# Work item
Would you give the entries below again, precisely as they are written?

# Data extract
--- START ---
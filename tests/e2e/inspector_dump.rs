//! Inspector mode: poll for readiness, crawl every node, merge.

use fdump_app::artifacts::files;
use fdump_app::inject::CRAWLER_FILE_NAME;
use fdump_app::{run_dump, DumpMode, DumpRequest, Target};
use fdump_core::Error;
use fdump_daemon::test_utils::{MockReply, MockVmService};

use super::support::*;

#[tokio::test]
async fn test_inspector_dump_crawls_every_node() {
    let project = flutter_project();
    let mock = MockVmService::start(app_handler(String::new(), 5, 1)).await;

    let request = DumpRequest {
        project_path: project.path().to_path_buf(),
        mode: DumpMode::Inspector,
        target: Target::Attach {
            ws_uri: mock.ws_uri(),
        },
        output_dir: Some("custom_out".into()),
    };

    let outcome = run_dump(&request, &fast_settings()).await.unwrap();
    let out = project.path().join("custom_out");
    assert_eq!(outcome.output_dir, out);
    assert_eq!(outcome.node_count, 5);

    assert_eq!(
        mock.call_count("ext.flutter.inspector.getLayoutExplorerNode"),
        5
    );
    assert_eq!(mock.call_count("ext.flutter.inspector.getDetailsSubtree"), 5);
    assert_eq!(mock.call_count("ext.flutter.inspector.setSelectionById"), 1);

    let design = read_json(out.join(files::FULL_DESIGN));
    assert_eq!(design["isolateId"], ISOLATE_ID);
    assert_eq!(design["nodeCount"], 5);
    assert_eq!(design["summaryTree"]["valueId"], "inspector-0");
    assert_eq!(design["layoutById"].as_object().unwrap().len(), 5);
    assert_eq!(design["detailsById"].as_object().unwrap().len(), 5);
    assert!(out.join(files::SUMMARY_TREE).exists());

    // No injection and no reload outside figma mode.
    assert_eq!(mock.call_count("streamListen"), 0);
    assert_eq!(mock.call_count("evaluate"), 0);
    assert_eq!(
        std::fs::read_to_string(project.path().join("lib/main.dart")).unwrap(),
        ORIGINAL_MAIN
    );
    assert!(!project.path().join("lib").join(CRAWLER_FILE_NAME).exists());
}

#[tokio::test]
async fn test_app_that_never_becomes_ready_times_out() {
    let project = flutter_project();
    let mock = MockVmService::start(app_handler(String::new(), 5, usize::MAX)).await;

    let mut settings = fast_settings();
    settings.inspector.ready_max_attempts = 3;

    let request = DumpRequest {
        project_path: project.path().to_path_buf(),
        mode: DumpMode::Inspector,
        target: Target::Attach {
            ws_uri: mock.ws_uri(),
        },
        output_dir: None,
    };

    let err = run_dump(&request, &settings).await.unwrap_err();
    assert!(matches!(err, Error::StabilizationTimeout { attempts: 3 }));
    assert_eq!(
        mock.call_count("ext.flutter.inspector.getRootWidgetSummaryTree"),
        3
    );
    assert!(!project
        .path()
        .join("flutter_inspector_dump")
        .join(files::SUMMARY_TREE)
        .exists());
}

#[tokio::test]
async fn test_lost_connection_keeps_partial_maps() {
    let project = flutter_project();
    let app = app_handler(String::new(), 5, 0);
    let mock = MockVmService::start(move |method, params| {
        if method == "ext.flutter.inspector.getDetailsSubtree" && params["arg"] == "inspector-2" {
            MockReply::Close
        } else {
            app(method, params)
        }
    })
    .await;

    let request = DumpRequest {
        project_path: project.path().to_path_buf(),
        mode: DumpMode::Inspector,
        target: Target::Attach {
            ws_uri: mock.ws_uri(),
        },
        output_dir: None,
    };

    let err = run_dump(&request, &fast_settings()).await.unwrap_err();
    assert!(matches!(err, Error::ChannelClosed), "got {:?}", err);

    let out = project.path().join("flutter_inspector_dump");
    let layout = read_json(out.join(files::LAYOUT_BY_ID));
    let details = read_json(out.join(files::DETAILS_BY_ID));
    let layout = layout.as_object().unwrap();
    let details = details.as_object().unwrap();

    assert_eq!(layout.len(), 3);
    assert!(layout.contains_key("inspector-2"));
    assert_eq!(details.len(), 2);
    assert!(details.contains_key("inspector-1"));
    assert!(!details.contains_key("inspector-2"));

    assert!(out.join(files::SUMMARY_TREE).exists());
    assert!(!out.join(files::FULL_DESIGN).exists());
}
--- END ---
# Exercise output
filename tests/e2e/inspector_dump.rs
//! Inspector mode: poll for readiness, crawl every node, merge.

use fdump_app::artifacts::files;
use fdump_app::inject::CRAWLER_FILE_NAME;
use fdump_app::{run_dump, DumpMode, DumpRequest, Target};
use fdump_core::Error;
use fdump_daemon::test_utils::{MockReply, MockVmService};

use super::support::*;

#[tokio::test]
async fn test_inspector_dump_crawls_every_node() {
    let project = flutter_project();
    let mock = MockVmService::start(app_handler(String::new(), 5, 1)).await;

    let request = DumpRequest {
        project_path: project.path().to_path_buf(),
        mode: DumpMode::Inspector,
        target: Target::Attach {
            ws_uri: mock.ws_uri(),
        },
        output_dir: Some("custom_out".into()),
    };

    let outcome = run_dump(&request, &fast_settings()).await.unwrap();
    let out = project.path().join("custom_out");
    assert_eq!(outcome.output_dir, out);
    assert_eq!(outcome.node_count, 5);

    assert_eq!(
        mock.call_count("ext.flutter.inspector.getLayoutExplorerNode"),
        5
    );
    assert_eq!(mock.call_count("ext.flutter.inspector.getDetailsSubtree"), 5);
    assert_eq!(mock.call_count("ext.flutter.inspector.setSelectionById"), 1);

    let design = read_json(out.join(files::FULL_DESIGN));
    assert_eq!(design["isolateId"], ISOLATE_ID);
    assert_eq!(design["nodeCount"], 5);
    assert_eq!(design["summaryTree"]["valueId"], "inspector-0");
    assert_eq!(design["layoutById"].as_object().unwrap().len(), 5);
    assert_eq!(design["detailsById"].as_object().unwrap().len(), 5);
    assert!(out.join(files::SUMMARY_TREE).exists());

    // No injection and no reload outside figma mode.
    assert_eq!(mock.call_count("streamListen"), 0);
    assert_eq!(mock.call_count("evaluate"), 0);
    assert_eq!(
        std::fs::read_to_string(project.path().join("lib/main.dart")).unwrap(),
        ORIGINAL_MAIN
    );
    assert!(!project.path().join("lib").join(CRAWLER_FILE_NAME).exists());
}

#[tokio::test]
async fn test_app_that_never_becomes_ready_times_out() {
    let project = flutter_project();
    let mock = MockVmService::start(app_handler(String::new(), 5, usize::MAX)).await;

    let mut settings = fast_settings();
    settings.inspector.ready_max_attempts = 3;

    let request = DumpRequest {
        project_path: project.path().to_path_buf(),
        mode: DumpMode::Inspector,
        target: Target::Attach {
            ws_uri: mock.ws_uri(),
        },
        output_dir: None,
    };

    let err = run_dump(&request, &settings).await.unwrap_err();
    assert!(matches!(err, Error::StabilizationTimeout { attempts: 3 }));
    assert_eq!(
        mock.call_count("ext.flutter.inspector.getRootWidgetSummaryTree"),
        3
    );
    assert!(!project
        .path()
        .join("flutter_inspector_dump")
        .join(files::SUMMARY_TREE)
        .exists());
}

#[tokio::test]
async fn test_lost_connection_keeps_partial_maps() {
    let project = flutter_project();
    let app = app_handler(String::new(), 5, 0);
    let mock = MockVmService::start(move |method, params| {
        if method == "ext.flutter.inspector.getDetailsSubtree" && params["arg"] == "inspector-2" {
            MockReply::Close
        } else {
            app(method, params)
        }
    })
    .await;

    let request = DumpRequest {
        project_path: project.path().to_path_buf(),
        mode: DumpMode::Inspector,
        target: Target::Attach {
            ws_uri: mock.ws_uri(),
        },
        output_dir: None,
    };

    let err = run_dump(&request, &fast_settings()).await.unwrap_err();
    assert!(matches!(err, Error::ChannelClosed), "got {:?}", err);

    let out = project.path().join("flutter_inspector_dump");
    let layout = read_json(out.join(files::LAYOUT_BY_ID));
    let details = read_json(out.join(files::DETAILS_BY_ID));
    let layout = layout.as_object().unwrap();
    let details = details.as_object().unwrap();

    assert_eq!(layout.len(), 3);
    assert!(layout.contains_key("inspector-2"));
    assert_eq!(details.len(), 2);
    assert!(details.contains_key("inspector-1"));
    assert!(!details.contains_key("inspector-2"));

    assert!(out.join(files::SUMMARY_TREE).exists());
    assert!(!out.join(files::FULL_DESIGN).exists());
}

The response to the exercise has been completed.